Date: Sun, 21 Jul 2019 15:21:07 +0200
Subject: [PATCH 12/93] 'better' commit message when no message from author

---
 rmaint.py | 4 ++--
 1 file changed, 2 insertions(+), 2 deletions(-)

diff --git a/rmaint.py b/rmaint.py
index d5edec3..8174848 100644
--- a/rmaint.py
+++ b/rmaint.py
@@ -189,7 +189,7 @@ def commitNext(self):
             parent_unixname =  self.last_parents[unixname] if unixname in self.last_parents else None
         # There are also problems when parent page gets renamed -- see updateChildren
 
-        # If the page is tracked and its name just changed, tell HG
+        # If the page is tracked and its name just changed, tell Git
         rename = (unixname in self.last_names) and (self.last_names[unixname] != rev_unixname)
         if rename:
             if self.debug:
@@ -221,7 +221,7 @@ def commitNext(self):
         if rev['comment'] != '':
             commit_msg = rev_unixname + ': ' + rev['comment']
         else:
-            commit_msg = rev_unixname
+            commit_msg = 'Updated ' + rev_unixname + ' (no message)'
         if rev['date']:
             parsed_time = time.gmtime(int(rev['date'])) # TODO: assumes GMT
             commit_date = time.strftime('%Y-%m-%d %H:%M:%S', parsed_time)

From 134fc1b57f792e2d7fd48e687397eaea62bf7b0a Mon Sep 17 00:00:00 2001
From: "Martin T. H. Sandsmark" <martin.sandsmark@kde.org>
Date: Sun, 21 Jul 2019 15:21:23 +0200
Subject: [PATCH 13/93] update readme explaining it now uses git

---
 readme.md | 2 +-
 1 file changed, 1 insertion(+), 1 deletion(-)

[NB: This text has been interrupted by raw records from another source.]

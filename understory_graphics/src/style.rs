// Copyright 2025 the Understory Authors
// SPDX-License-Identifier: Apache-2.0 OR MIT

//! Stroke and fill style values as understood by a 2D drawing surface.

use crate::color::Rgba;
use crate::gradient::Gradient;

/// Line cap as applied by the drawing surface.
#[derive(Clone, Copy, Debug, Default, PartialEq, Eq, Hash)]
pub enum LineCap {
    /// Flat end exactly at the end point.
    #[default]
    Butt,
    /// Rounded end.
    Round,
    /// Flat end extended by half the line width.
    Square,
}

impl LineCap {
    /// Surface-level name of the cap.
    pub const fn as_str(self) -> &'static str {
        match self {
            Self::Butt => "butt",
            Self::Round => "round",
            Self::Square => "square",
        }
    }
}

/// Line join as applied by the drawing surface.
#[derive(Clone, Copy, Debug, Default, PartialEq, Eq, Hash)]
pub enum LineJoin {
    /// Sharp corner, cut at the miter limit.
    #[default]
    Miter,
    /// Rounded corner.
    Round,
    /// Beveled corner.
    Bevel,
}

impl LineJoin {
    /// Surface-level name of the join.
    pub const fn as_str(self) -> &'static str {
        match self {
            Self::Miter => "miter",
            Self::Round => "round",
            Self::Bevel => "bevel",
        }
    }
}

/// Cap style accepted by [`Graphics::line_style_with`](crate::Graphics::line_style_with).
#[derive(Clone, Copy, Debug, Default, PartialEq, Eq, Hash)]
pub enum CapsStyle {
    /// No cap; maps to [`LineCap::Butt`].
    #[default]
    None,
    /// Round caps.
    Round,
    /// Square caps.
    Square,
}

impl CapsStyle {
    /// Parse a cap style name case-insensitively. Unknown names map to [`CapsStyle::None`].
    pub fn from_name(name: &str) -> Self {
        if name.eq_ignore_ascii_case("round") {
            Self::Round
        } else if name.eq_ignore_ascii_case("square") {
            Self::Square
        } else {
            Self::None
        }
    }

    /// The surface cap for this style.
    pub const fn line_cap(self) -> LineCap {
        match self {
            Self::None => LineCap::Butt,
            Self::Round => LineCap::Round,
            Self::Square => LineCap::Square,
        }
    }
}

/// Joint style accepted by [`Graphics::line_style_with`](crate::Graphics::line_style_with).
#[derive(Clone, Copy, Debug, Default, PartialEq, Eq, Hash)]
pub enum JointStyle {
    /// Mitered joints.
    #[default]
    Miter,
    /// Round joints.
    Round,
    /// Beveled joints.
    Bevel,
}

impl JointStyle {
    /// Parse a joint style name case-insensitively. Unknown names map to [`JointStyle::Miter`].
    pub fn from_name(name: &str) -> Self {
        if name.eq_ignore_ascii_case("round") {
            Self::Round
        } else if name.eq_ignore_ascii_case("bevel") {
            Self::Bevel
        } else {
            Self::Miter
        }
    }

    /// The surface join for this style.
    pub const fn line_join(self) -> LineJoin {
        match self {
            Self::Miter => LineJoin::Miter,
            Self::Round => LineJoin::Round,
            Self::Bevel => LineJoin::Bevel,
        }
    }
}

/// A fill or stroke paint.
#[derive(Clone, Debug, PartialEq)]
pub enum Paint {
    /// Solid color.
    Color(Rgba),
    /// Linear or radial gradient.
    Gradient(Gradient),
}

impl Default for Paint {
    fn default() -> Self {
        Self::Color(Rgba::BLACK)
    }
}

/// Names a surface style property.
#[derive(Clone, Copy, Debug, PartialEq, Eq, Hash)]
pub enum StyleProperty {
    /// Paint used by `fill`.
    FillStyle,
    /// Paint used by `stroke`.
    StrokeStyle,
    /// Stroke width.
    LineWidth,
    /// Stroke cap.
    LineCap,
    /// Stroke join.
    LineJoin,
    /// Miter limit for [`LineJoin::Miter`].
    MiterLimit,
}

impl StyleProperty {
    /// Surface-level property name.
    pub const fn name(self) -> &'static str {
        match self {
            Self::FillStyle => "fillStyle",
            Self::StrokeStyle => "strokeStyle",
            Self::LineWidth => "lineWidth",
            Self::LineCap => "lineCap",
            Self::LineJoin => "lineJoin",
            Self::MiterLimit => "miterLimit",
        }
    }
}

/// A value assigned to one surface style property.
#[derive(Clone, Debug, PartialEq)]
pub enum StyleValue {
    /// Fill paint.
    FillStyle(Paint),
    /// Stroke paint.
    StrokeStyle(Paint),
    /// Stroke width.
    LineWidth(f64),
    /// Stroke cap.
    LineCap(LineCap),
    /// Stroke join.
    LineJoin(LineJoin),
    /// Miter limit.
    MiterLimit(f64),
}

impl StyleValue {
    /// The property this value is assigned to.
    pub const fn property(&self) -> StyleProperty {
        match self {
            Self::FillStyle(_) => StyleProperty::FillStyle,
            Self::StrokeStyle(_) => StyleProperty::StrokeStyle,
            Self::LineWidth(_) => StyleProperty::LineWidth,
            Self::LineCap(_) => StyleProperty::LineCap,
            Self::LineJoin(_) => StyleProperty::LineJoin,
            Self::MiterLimit(_) => StyleProperty::MiterLimit,
        }
    }
}

#[cfg(test)]
mod tests {
    use super::*;

    #[test]
    fn style_names_parse_case_insensitively() {
        assert_eq!(CapsStyle::from_name("ROUND"), CapsStyle::Round);
        assert_eq!(CapsStyle::from_name("Square").line_cap(), LineCap::Square);
        assert_eq!(CapsStyle::from_name("").line_cap(), LineCap::Butt);
        assert_eq!(JointStyle::from_name("Bevel").line_join(), LineJoin::Bevel);
        assert_eq!(JointStyle::from_name("nonsense"), JointStyle::Miter);
    }

    #[test]
    fn values_know_their_property() {
        assert_eq!(
            StyleValue::LineCap(LineCap::Square).property().name(),
            "lineCap"
        );
        assert_eq!(
            StyleValue::FillStyle(Paint::default()).property(),
            StyleProperty::FillStyle
        );
    }
}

diff --git a/readme.md b/readme.md
index 2458933..755fdc1 100644
--- a/readme.md
+++ b/readme.md
@@ -4,7 +4,7 @@ This is a Python command line client for relatively popular wiki hosting http://
 * See all revisions of a page
 * Query page source
 
-Most interestingly, it allows you to download the whole site as a Mercurial repository, with proper commit dates and comments!
+Most interestingly, it allows you to download the whole site as a Git repository, with proper commit dates, author and comments!
 
 ##### Examples:
 

From f397b8ccfba816d55005a0e593300777035d6993 Mon Sep 17 00:00:00 2001
From: "Martin T. H. Sandsmark" <martin.sandsmark@kde.org>
Date: Sun, 21 Jul 2019 15:22:53 +0200
Subject: [PATCH 14/93] .hgignore -> .gitignore

---
 .gitignore | 2 ++
 .hgignore  | 2 --
 2 files changed, 2 insertions(+), 2 deletions(-)
 create mode 100644 .gitignore
 delete mode 100644 .hgignore

diff --git a/.gitignore b/.gitignore
new file mode 100644
index 0000000..a295864
--- /dev/null
+++ b/.gitignore
@@ -0,0 +1,2 @@
+*.pyc
+__pycache__
diff --git a/.hgignore b/.hgignore
deleted file mode 100644
index a26d142..0000000
--- a/.hgignore
+++ /dev/null
@@ -1,2 +0,0 @@
-syntax:glob
-*.pyc

From 3e6e9f1d3be09a1f2b6222daeab99ee568f8f486 Mon Sep 17 00:00:00 2001
From: "Martin T. H. Sandsmark" <martin.sandsmark@kde.org>
Date: Sun, 21 Jul 2019 17:30:49 +0200
Subject: [PATCH 15/93] actually commit changes

---
 rmaint.py  | 21 ++++++++++++++-------
 wikidot.py |  2 ++
 2 files changed, 16 insertions(+), 7 deletions(-)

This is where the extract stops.